Уже в 1870 г. он останавливает внимание на Новой Гвинее и специально обосновывает свой выбор в заметке «Почему я выбрал Новую Гвинею полем моих исследований». Остров Новая Гвинея и его население на тот момент были одним из наименее исследованных уголков Земли; «…цель – исследование первобытных народов (курсив М.-М. – А.Л.) – мне казалась достойной посвятить ей несколько лет жизни» [Миклухо-Маклай 1993 : 6]. Можно заметить, что именно культура «первобытных», т.е. бесписьменных народов, в основе жизнеобеспечения которых лежит присваивающая экономика, в наше время является предметом этнографии как науки.

Впоследствии география экспедиций Н.Н. Миклухо-Маклая расширится необычайно: Новая Гвинея, Австралия, Юго-Восточная Азия (Филиппины и Малаккский полуостров), ряд островов Меланезии, Полинезии и Микронезии. Однако для России, с её огромными пространствами Сибири и Дальнего Востока, эти экзотические регионы не представляли интереса; к тому же само научное направление этнографии в нашей стране еще находилось на стадии становления. Николай Николаевич нередко не находил на родине понимания, а, как следствие, и материальной поддержки. В то же время, Миклухо-Маклай публикует результаты своих исследований в виде статей и заметок на нескольких языках, ведет переписку с крупными специалистами в различных областях; все это сделало его известным в научном сообществе. Несмотря на это, он, вероятно, вполне осознает свое одиночество, как первопроходца — не только в буквальном смысле: «…я написал Вирхову[3]единственному (курсив М.-М. – А.Л.) человеку в Европе, который может верно оценить мои научные работы и понять всю научную важность моих путешествий…» [Миклухо-Маклай 1996 : 224] – замечает он в письме к сестре в 1879 г.

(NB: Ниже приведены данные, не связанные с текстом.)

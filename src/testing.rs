// In-memory store used by unit tests in place of Postgres.

use std::sync::Mutex;

use async_trait::async_trait;
use chrono::Utc;

use crate::error::StorageError;
use crate::models::{
    FeedbackRecord, Lesson, NewFeedback, NewQuizResult, NewUser, QuizQuestion, QuizResultRecord,
    Subject, UserProfile,
};
use crate::store::{AccountStore, CatalogStore, FeedbackStore, QuizResultStore};

type Fault = Box<dyn Fn() -> sqlx::Error + Send>;

#[derive(Default)]
struct State {
    results: Vec<QuizResultRecord>,
    feedback: Vec<FeedbackRecord>,
    subjects: Vec<Subject>,
    lessons: Vec<Lesson>,
    questions: Vec<QuizQuestion>,
    users: Vec<(UserProfile, String)>,
    results_fault: Option<Fault>,
    feedback_fault: Option<Fault>,
}

#[derive(Default)]
pub struct MemoryStore {
    state: Mutex<State>,
}

impl MemoryStore {
    fn with_state<T>(&self, f: impl FnOnce(&mut State) -> T) -> T {
        let mut state = self.state.lock().unwrap();
        f(&mut state)
    }

    pub fn push_result(&self, user_id: i64, percentage: f64) {
        self.with_state(|state| {
            state.results.push(QuizResultRecord {
                user_id,
                lesson_id: None,
                percentage,
                recorded_at: Utc::now(),
            })
        });
    }

    pub fn push_feedback(&self, record: FeedbackRecord) {
        self.with_state(|state| state.feedback.push(record));
    }

    pub fn push_subject(&self, subject: Subject) {
        self.with_state(|state| state.subjects.push(subject));
    }

    pub fn push_lesson(&self, lesson: Lesson) {
        self.with_state(|state| state.lessons.push(lesson));
    }

    pub fn push_question(&self, question: QuizQuestion) {
        self.with_state(|state| state.questions.push(question));
    }

    pub fn fail_results(&self, fault: impl Fn() -> sqlx::Error + Send + 'static) {
        self.with_state(|state| state.results_fault = Some(Box::new(fault)));
    }

    pub fn fail_feedback(&self, fault: impl Fn() -> sqlx::Error + Send + 'static) {
        self.with_state(|state| state.feedback_fault = Some(Box::new(fault)));
    }

    pub fn feedback_count(&self) -> usize {
        self.with_state(|state| state.feedback.len())
    }
}

#[async_trait]
impl QuizResultStore for MemoryStore {
    async fn fetch_results(&self, user_id: i64) -> Result<Vec<QuizResultRecord>, StorageError> {
        self.with_state(|state| {
            if let Some(fault) = &state.results_fault {
                return Err(StorageError::Query(fault()));
            }
            Ok(state
                .results
                .iter()
                .filter(|result| result.user_id == user_id)
                .cloned()
                .collect())
        })
    }

    async fn record_result(
        &self,
        result: &NewQuizResult,
    ) -> Result<QuizResultRecord, StorageError> {
        let record = QuizResultRecord {
            user_id: result.user_id,
            lesson_id: result.lesson_id,
            percentage: result.percentage,
            recorded_at: Utc::now(),
        };
        self.with_state(|state| state.results.push(record.clone()));
        Ok(record)
    }
}

#[async_trait]
impl FeedbackStore for MemoryStore {
    async fn fetch_recent(
        &self,
        user_id: i64,
        limit: usize,
    ) -> Result<Vec<FeedbackRecord>, StorageError> {
        self.with_state(|state| {
            if let Some(fault) = &state.feedback_fault {
                return Err(StorageError::Query(fault()));
            }
            let mut records: Vec<FeedbackRecord> = state
                .feedback
                .iter()
                .filter(|record| record.user_id == user_id)
                .cloned()
                .collect();
            records.sort_by(|a, b| b.created_at.cmp(&a.created_at));
            records.truncate(limit);
            Ok(records)
        })
    }

    async fn record_feedback(
        &self,
        feedback: &NewFeedback,
    ) -> Result<FeedbackRecord, StorageError> {
        let record = FeedbackRecord {
            user_id: feedback.user_id,
            sentiment: feedback.sentiment.as_str().to_string(),
            created_at: Utc::now(),
        };
        self.with_state(|state| state.feedback.push(record.clone()));
        Ok(record)
    }
}

#[async_trait]
impl CatalogStore for MemoryStore {
    async fn list_subjects(&self) -> Result<Vec<Subject>, StorageError> {
        Ok(self.with_state(|state| state.subjects.clone()))
    }

    async fn list_lessons(&self, subject_id: i64) -> Result<Vec<Lesson>, StorageError> {
        Ok(self.with_state(|state| {
            state
                .lessons
                .iter()
                .filter(|lesson| lesson.subject_id == subject_id)
                .cloned()
                .collect()
        }))
    }

    async fn list_quiz(&self, lesson_id: i64) -> Result<Vec<QuizQuestion>, StorageError> {
        Ok(self.with_state(|state| {
            state
                .questions
                .iter()
                .filter(|question| question.lesson_id == lesson_id)
                .cloned()
                .collect()
        }))
    }
}

#[async_trait]
impl AccountStore for MemoryStore {
    async fn create_user(&self, user: &NewUser) -> Result<Option<UserProfile>, StorageError> {
        Ok(self.with_state(|state| {
            if state.users.iter().any(|(existing, _)| existing.email == user.email) {
                return None;
            }
            let profile = UserProfile {
                id: state.users.len() as i64 + 1,
                name: user.name.clone(),
                email: user.email.clone(),
            };
            state
                .users
                .push((profile.clone(), user.password_hash.clone()));
            Some(profile)
        }))
    }

    async fn find_user(
        &self,
        email: &str,
        password_hash: &str,
    ) -> Result<Option<UserProfile>, StorageError> {
        Ok(self.with_state(|state| {
            state
                .users
                .iter()
                .find(|(profile, hash)| profile.email == email && hash == password_hash)
                .map(|(profile, _)| profile.clone())
        }))
    }
}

Другим камнем преткновения на пути к заслуженной оценке достижений первого русского этнографа стала широта его научных интересов, вызвавшая  обвинения в поверхностности и дилетантизме. Тот же Финш впоследствие напишет «…другой на его месте еще при жизни написал несколько книг и тем прочно увековечил бы свое имя, но Н.Н. ограничивался обыкновенно короткими отчетами и заметками, увлекаясь постоянно новыми  поездками и новыми объектами для наблюдений» [Цит. по: Белков 2014 : 15]. Возникает мнение, что собранные им материалы имеют слишком разрозненный характер и лишены какой-либо теоретической основы, что низводило его до уровня «собирателя фактов».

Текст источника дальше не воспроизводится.